▸ WHAT THE EXERCISE ASKS
The required output is every entry below, copied exactly.

▸ INPUT

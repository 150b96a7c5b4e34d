//! Narrative error types.
//!
//! None of these reach the player: the narrative service turns every backend
//! failure into fallback text. They exist for backends and for loading the
//! enrichment table.

use std::path::PathBuf;

use thiserror::Error;

#[derive(Debug, Error)]
pub enum NarrativeError {
    #[error("narrative backend unavailable")]
    Unavailable,

    #[error("narrative backend failed: {0}")]
    Backend(String),

    #[error("narrative backend returned empty text")]
    EmptyResponse,

    #[error("failed to parse security details: {0}")]
    EnrichmentParse(#[source] serde_json::Error),

    #[error("failed to read {}: {source}", path.display())]
    Io {
        path: PathBuf,
        #[source]
        source: std::io::Error,
    },
}

pub type Result<T> = std::result::Result<T, NarrativeError>;
//! Prompt assembly for text and image generators.
//!
//! Each prompt is built in two steps: gather a serializable context from the
//! ledger or card, then render it with `to_prompt_string`.

use serde::{Deserialize, Serialize};

use threat_deck::{BacklogItem, Card, RiskLevel, StrideCategory};

use crate::enrichment::SecurityDetail;

/// Art direction shared by every card illustration.
const ILLUSTRATION_STYLE: &str = "Antique medieval manuscript illumination, woodcut style, \
aged parchment background, golden ink details, highly detailed historical fantasy art, \
dark and mysterious atmosphere.";

/// One accepted risk as presented to the generator.
#[derive(Debug, Clone, PartialEq, Serialize, Deserialize)]
pub struct RiskEntry {
    pub title: String,
    pub category: StrideCategory,
    pub impact: RiskLevel,
    pub scenario: String,
}

impl From<&BacklogItem> for RiskEntry {
    fn from(item: &BacklogItem) -> Self {
        let card = item.card();
        Self {
            title: card.title().to_string(),
            category: card.category(),
            impact: card.impact(),
            scenario: card.description().to_string(),
        }
    }
}

/// Context for the executive summary of a finished session.
#[derive(Debug, Clone, PartialEq, Serialize, Deserialize)]
pub struct SummaryPrompt {
    pub risks: Vec<RiskEntry>,
}

impl SummaryPrompt {
    pub fn from_ledger(ledger: &[BacklogItem]) -> Self {
        Self {
            risks: ledger.iter().map(RiskEntry::from).collect(),
        }
    }

    pub fn to_prompt_string(&self) -> String {
        let mut prompt = String::new();

        prompt.push_str(
            "Act as a Senior Security Architect. Below is a list of security risks a \
development team identified during a threat modeling game.\n\n",
        );

        prompt.push_str("## Accepted Risks\n");
        for risk in &self.risks {
            prompt.push_str(&format!(
                "- Risk: {} ({})\n  Impact: {}\n  Scenario: {}\n",
                risk.title, risk.category, risk.impact, risk.scenario
            ));
        }
        prompt.push('\n');

        prompt.push_str("## Task\n");
        prompt.push_str("Write a short executive summary highlighting:\n");
        prompt.push_str("1. The highest remediation priority.\n");
        prompt.push_str("2. One strategic recommendation for the team's security culture.\n");
        prompt.push_str("3. Three actionable steps for the next sprint.\n\n");
        prompt.push_str("Keep the tone encouraging and practical.\n");

        prompt
    }
}

/// Context for extended threat intelligence on a single card.
#[derive(Debug, Clone, PartialEq, Serialize, Deserialize)]
pub struct IntelPrompt {
    pub title: String,
    pub category: StrideCategory,
    pub description: String,
    /// Known background from the enrichment table, if any.
    pub background: Vec<String>,
}

impl IntelPrompt {
    pub fn for_card(card: &Card, detail: Option<&SecurityDetail>) -> Self {
        let mut background = Vec::new();
        if let Some(detail) = detail {
            background.extend(detail.technical_description.clone());
            background.extend(detail.when_it_occurs.iter().cloned());
            background.extend(detail.risk.iter().cloned());
        }
        Self {
            title: card.title().to_string(),
            category: card.category(),
            description: card.description().to_string(),
            background,
        }
    }

    pub fn to_prompt_string(&self) -> String {
        let mut prompt = String::new();

        prompt.push_str(&format!(
            "As a Security Wizard, write a detailed scroll of wisdom about the threat \"{}\" ({}).\n",
            self.title, self.category
        ));
        prompt.push_str(&format!(
            "The threat is described as: \"{}\".\n\n",
            self.description
        ));

        if !self.background.is_empty() {
            prompt.push_str("## Relevant Background\n");
            for line in &self.background {
                prompt.push_str(&format!("- {}\n", line));
            }
            prompt.push('\n');
        }

        prompt.push_str("## Include\n");
        prompt.push_str("1. A technical explanation of how this attack happens in the modern world.\n");
        prompt.push_str("2. A historical or well-known incident of the same kind, if one exists.\n");
        prompt.push_str("3. Arcane (technical) advice on how developers can forge defenses against it.\n\n");
        prompt.push_str("Use a medieval tone, but keep the technical terms precise.\n");

        prompt
    }
}

/// Executive summary prompt for a final ledger.
pub fn summary_prompt(ledger: &[BacklogItem]) -> String {
    SummaryPrompt::from_ledger(ledger).to_prompt_string()
}

/// Threat intelligence prompt for one card.
pub fn intel_prompt(card: &Card, detail: Option<&SecurityDetail>) -> String {
    IntelPrompt::for_card(card, detail).to_prompt_string()
}

/// Image prompt for a card; uses its own prompt text or its title.
pub fn illustration_prompt(card: &Card) -> String {
    let subject = card
        .image_prompt()
        .filter(|p| !p.trim().is_empty())
        .unwrap_or(card.title());
    format!("{} Depicting {}.", ILLUSTRATION_STYLE, subject.trim_end_matches('.'))
}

▸ RESPONSE TO THIS EXERCISE
repository 150b96a7c5b4e34d
//! Narrative error types.
//!
//! None of these reach the player: the narrative service turns every backend
//! failure into fallback text. They exist for backends and for loading the
//! enrichment table.

use std::path::PathBuf;

use thiserror::Error;

#[derive(Debug, Error)]
pub enum NarrativeError {
    #[error("narrative backend unavailable")]
    Unavailable,

    #[error("narrative backend failed: {0}")]
    Backend(String),

    #[error("narrative backend returned empty text")]
    EmptyResponse,

    #[error("failed to parse security details: {0}")]
    EnrichmentParse(#[source] serde_json::Error),

    #[error("failed to read {}: {source}", path.display())]
    Io {
        path: PathBuf,
        #[source]
        source: std::io::Error,
    },
}

pub type Result<T> = std::result::Result<T, NarrativeError>;
//! Prompt assembly for text and image generators.
//!
//! Each prompt is built in two steps: gather a serializable context from the
//! ledger or card, then render it with `to_prompt_string`.

use serde::{Deserialize, Serialize};

use threat_deck::{BacklogItem, Card, RiskLevel, StrideCategory};

use crate::enrichment::SecurityDetail;

/// Art direction shared by every card illustration.
const ILLUSTRATION_STYLE: &str = "Antique medieval manuscript illumination, woodcut style, \
aged parchment background, golden ink details, highly detailed historical fantasy art, \
dark and mysterious atmosphere.";

/// One accepted risk as presented to the generator.
#[derive(Debug, Clone, PartialEq, Serialize, Deserialize)]
pub struct RiskEntry {
    pub title: String,
    pub category: StrideCategory,
    pub impact: RiskLevel,
    pub scenario: String,
}

impl From<&BacklogItem> for RiskEntry {
    fn from(item: &BacklogItem) -> Self {
        let card = item.card();
        Self {
            title: card.title().to_string(),
            category: card.category(),
            impact: card.impact(),
            scenario: card.description().to_string(),
        }
    }
}

/// Context for the executive summary of a finished session.
#[derive(Debug, Clone, PartialEq, Serialize, Deserialize)]
pub struct SummaryPrompt {
    pub risks: Vec<RiskEntry>,
}

impl SummaryPrompt {
    pub fn from_ledger(ledger: &[BacklogItem]) -> Self {
        Self {
            risks: ledger.iter().map(RiskEntry::from).collect(),
        }
    }

    pub fn to_prompt_string(&self) -> String {
        let mut prompt = String::new();

        prompt.push_str(
            "Act as a Senior Security Architect. Below is a list of security risks a \
development team identified during a threat modeling game.\n\n",
        );

        prompt.push_str("## Accepted Risks\n");
        for risk in &self.risks {
            prompt.push_str(&format!(
                "- Risk: {} ({})\n  Impact: {}\n  Scenario: {}\n",
                risk.title, risk.category, risk.impact, risk.scenario
            ));
        }
        prompt.push('\n');

        prompt.push_str("## Task\n");
        prompt.push_str("Write a short executive summary highlighting:\n");
        prompt.push_str("1. The highest remediation priority.\n");
        prompt.push_str("2. One strategic recommendation for the team's security culture.\n");
        prompt.push_str("3. Three actionable steps for the next sprint.\n\n");
        prompt.push_str("Keep the tone encouraging and practical.\n");

        prompt
    }
}

/// Context for extended threat intelligence on a single card.
#[derive(Debug, Clone, PartialEq, Serialize, Deserialize)]
pub struct IntelPrompt {
    pub title: String,
    pub category: StrideCategory,
    pub description: String,
    /// Known background from the enrichment table, if any.
    pub background: Vec<String>,
}

impl IntelPrompt {
    pub fn for_card(card: &Card, detail: Option<&SecurityDetail>) -> Self {
        let mut background = Vec::new();
        if let Some(detail) = detail {
            background.extend(detail.technical_description.clone());
            background.extend(detail.when_it_occurs.iter().cloned());
            background.extend(detail.risk.iter().cloned());
        }
        Self {
            title: card.title().to_string(),
            category: card.category(),
            description: card.description().to_string(),
            background,
        }
    }

    pub fn to_prompt_string(&self) -> String {
        let mut prompt = String::new();

        prompt.push_str(&format!(
            "As a Security Wizard, write a detailed scroll of wisdom about the threat \"{}\" ({}).\n",
            self.title, self.category
        ));
        prompt.push_str(&format!(
            "The threat is described as: \"{}\".\n\n",
            self.description
        ));

        if !self.background.is_empty() {
            prompt.push_str("## Relevant Background\n");
            for line in &self.background {
                prompt.push_str(&format!("- {}\n", line));
            }
            prompt.push('\n');
        }

        prompt.push_str("## Include\n");
        prompt.push_str("1. A technical explanation of how this attack happens in the modern world.\n");
        prompt.push_str("2. A historical or well-known incident of the same kind, if one exists.\n");
        prompt.push_str("3. Arcane (technical) advice on how developers can forge defenses against it.\n\n");
        prompt.push_str("Use a medieval tone, but keep the technical terms precise.\n");

        prompt
    }
}

/// Executive summary prompt for a final ledger.
pub fn summary_prompt(ledger: &[BacklogItem]) -> String {
    SummaryPrompt::from_ledger(ledger).to_prompt_string()
}

/// Threat intelligence prompt for one card.
pub fn intel_prompt(card: &Card, detail: Option<&SecurityDetail>) -> String {
    IntelPrompt::for_card(card, detail).to_prompt_string()
}

/// Image prompt for a card; uses its own prompt text or its title.
pub fn illustration_prompt(card: &Card) -> String {
    let subject = card
        .image_prompt()
        .filter(|p| !p.trim().is_empty())
        .unwrap_or(card.title());
    format!("{} Depicting {}.", ILLUSTRATION_STYLE, subject.trim_end_matches('.'))
}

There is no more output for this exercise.